Relationship between Adolescent Behavior Disorders and Family Functioning
Lejla Kuralić-Ćišić, PhD
Abstract
The aim of this study is to determine the specific patterns of functioning of adolescent family with behavioral disorders. A large representative sample of adolescents studied differences in family relationships, encouraging proper family development, and maintaining and changing the family system among adolescents with externalized problems, adolescent with internalized problems and typically developed adolescents. The research was conducted in fifteen primary schools in the area of Tuzla Municipality, Bosnia and Herzegovina. The sample consists of 587 students of the seventh and eighth grade, 12-15 years of age, both sexes. The most important research findings are: statistically significant predictors of externalized problems are expression (β = - 0.18, t = - 3.69, p <0.01) and conflicts (β = - 0.11, t = -2.47, p <0.05); statistically significant predictors of internalized problems are cohesiveness (β = -0.11, t = -2.03, p <0.05), expression (β = -0.15, t = -2.91, p <0.05), intellectual orientation (β = -0.15, t = -1.97, p <0.05) and organization (β = -0.15, t = -2.79, p <0.01).

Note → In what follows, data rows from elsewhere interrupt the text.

//! Deployment acceptance guards.
//!
//! Two independent checks run concurrently; either failure rejects the
//! deployment:
//!
//! - **No concurrent duplicate**: the same service must not already be
//!   deploying to the same role in the same environment
//! - **Slice exclusivity**: a service version may occupy only one slice
//!   colour per environment

use futures::future::join_all;
use std::sync::Arc;

use estate_core::RoleInstallationKey;

use crate::config::DeployRuntimeConfig;
use crate::error::{Error, Result};
use crate::history::DeploymentHistoryView;
use crate::logger::DeploymentLogger;
use crate::providers::TargetStateView;
use crate::record::DeploymentRecord;

/// Validates a deployment against the acceptance guards.
pub struct DeploymentValidator {
    history: Arc<dyn DeploymentHistoryView>,
    target_state: Arc<dyn TargetStateView>,
    logger: Arc<dyn DeploymentLogger>,
    config: DeployRuntimeConfig,
}

impl DeploymentValidator {
    /// Creates a validator over the given views.
    #[must_use]
    pub fn new(
        history: Arc<dyn DeploymentHistoryView>,
        target_state: Arc<dyn TargetStateView>,
        logger: Arc<dyn DeploymentLogger>,
        config: DeployRuntimeConfig,
    ) -> Self {
        Self {
            history,
            target_state,
            logger,
            config,
        }
    }

    /// Runs both guards concurrently; the whole call fails if either fails.
    ///
    /// # Errors
    ///
    /// Returns [`Error::DeploymentValidation`] when a guard rejects the
    /// deployment, or the underlying error when a view cannot be read.
    pub async fn validate(&self, deployment: &DeploymentRecord) -> Result<()> {
        tokio::try_join!(
            self.no_duplicate_in_flight(deployment),
            self.slice_is_exclusive(deployment)
        )?;
        Ok(())
    }

    /// Guard A: rejects when the same service is already being deployed to
    /// the same role within the maximum assumed deployment duration.
    async fn no_duplicate_in_flight(&self, deployment: &DeploymentRecord) -> Result<()> {
        let in_flight = self
            .history
            .in_flight(
                &deployment.environment_name,
                &deployment.service_name,
                &deployment.server_role_name,
                self.config.max_deployment_duration,
            )
            .await?;

        if in_flight.is_empty() {
            Ok(())
        } else {
            Err(Error::deployment_validation(format!(
                "The '{}' service is already being deployed to '{}' at this time.",
                deployment.service_name, deployment.server_role_name
            )))
        }
    }

    /// Guard B: rejects when the target version is already installed on a
    /// different slice of the same environment.
    async fn slice_is_exclusive(&self, deployment: &DeploymentRecord) -> Result<()> {
        let keys = self
            .target_state
            .list_role_keys(&deployment.environment_name)
            .await?;

        // Installations of the same service in the same environment on a
        // different slice than the target. Keys that fail to parse are
        // logged and excluded.
        let candidates: Vec<RoleInstallationKey> = keys
            .iter()
            .filter_map(|raw| match RoleInstallationKey::parse(raw) {
                Ok(key) => Some(key),
                Err(error) => {
                    tracing::error!(key = %raw, error = %error, "could not parse service installation");
                    None
                }
            })
            .filter(|key| {
                key.environment == deployment.environment_name
                    && key.service == deployment.service_name
                    && key.slice != deployment.service_slice
            })
            .collect();

        // One lookup task per candidate, issued concurrently.
        let lookups = candidates.into_iter().map(|key| {
            let target_state = Arc::clone(&self.target_state);
            let environment = deployment.environment_name.clone();
            async move {
                let version = target_state.installed_version(&environment, &key).await?;
                Ok::<_, Error>((key, version))
            }
        });

        let mut conflicts = Vec::new();
        for result in join_all(lookups).await {
            let (key, version) = result?;
            if version.as_deref() == Some(deployment.service_version.as_str()) {
                conflicts.push(format!("{key}@{}", deployment.service_version));
            }
        }

        if conflicts.is_empty() {
            return Ok(());
        }

        let message = format!(
            "Each version of a service may only be deployed to slices of one colour per environment.\n\
             You attempted to deploy {} {} to a {} slice of {}.\n\
             Conflicts:\n{}",
            deployment.service_name,
            deployment.service_version,
            deployment.service_slice,
            deployment.environment_name,
            conflicts.join("\n")
        );
        self.logger
            .in_progress(&deployment.id, &deployment.account_name, &message)
            .await;
        Err(Error::deployment_validation(message))
    }
}
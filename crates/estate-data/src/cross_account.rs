//! Cross-account read facade over a versioned store.
//!
//! Cross-account queries issue the same read against every managed account
//! via the fan-out executor and aggregate the survivors: an account that
//! fails is logged and dropped, never fatal to the whole query.

use serde::de::DeserializeOwned;
use serde::Serialize;
use std::sync::Arc;

use estate_core::fan_out::{each_account, flatten, ignore_errors, AccountValue};
use estate_core::AccountDirectory;

use crate::audit::Versioned;
use crate::backend::ItemKey;
use crate::error::Result;
use crate::store::VersionedStore;

/// Fan-out reads of one logical table across every managed account.
pub struct CrossAccountStore<T> {
    directory: Arc<dyn AccountDirectory>,
    store: Arc<VersionedStore<T>>,
}

impl<T> std::fmt::Debug for CrossAccountStore<T> {
    fn fmt(&self, f: &mut std::fmt::Formatter<'_>) -> std::fmt::Result {
        f.debug_struct("CrossAccountStore")
            .field("store", &self.store)
            .finish_non_exhaustive()
    }
}

impl<T> CrossAccountStore<T>
where
    T: Serialize + DeserializeOwned + Send + Sync + 'static,
{
    /// Creates a facade over `store` for the accounts in `directory`.
    #[must_use]
    pub fn new(directory: Arc<dyn AccountDirectory>, store: Arc<VersionedStore<T>>) -> Self {
        Self { directory, store }
    }

    /// Scans the table in every account and concatenates the results,
    /// tagging each entity with its originating account.
    ///
    /// Failing accounts are logged and excluded; they never abort the scan.
    ///
    /// # Errors
    ///
    /// Fails only when the account directory cannot be listed.
    pub async fn scan_all(&self) -> Result<Vec<AccountValue<Versioned<T>>>> {
        let results = each_account(self.directory.as_ref(), |account| {
            let store = Arc::clone(&self.store);
            async move { store.scan(&account).await }
        })
        .await?;
        Ok(flatten(ignore_errors(results)))
    }

    /// Looks the key up in every account and returns the first hit, tagged
    /// with the account it was found in.
    ///
    /// Failing accounts are logged and excluded.
    ///
    /// # Errors
    ///
    /// Fails only when the account directory cannot be listed.
    pub async fn find(&self, key: &ItemKey) -> Result<Option<AccountValue<Versioned<T>>>> {
        let results = each_account(self.directory.as_ref(), |account| {
            let store = Arc::clone(&self.store);
            let key = key.clone();
            async move { store.get(&account, &key).await }
        })
        .await?;
        Ok(ignore_errors(results)
            .into_iter()
            .find_map(|AccountValue { account, value }| {
                value.map(|entity| AccountValue {
                    account,
                    value: entity,
                })
            }))
    }
}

The general conclusion of this study is that there is a correlation between externalized problem of adolescents and the characteristics of their family environment. Adolescent families with externalized behavioral problems are characterized by inadequate family structure, reduced expression, more frequent conflicts, poor orientation towards achievement, poor intellectual orientation, lack of individual family members, and poor family organization.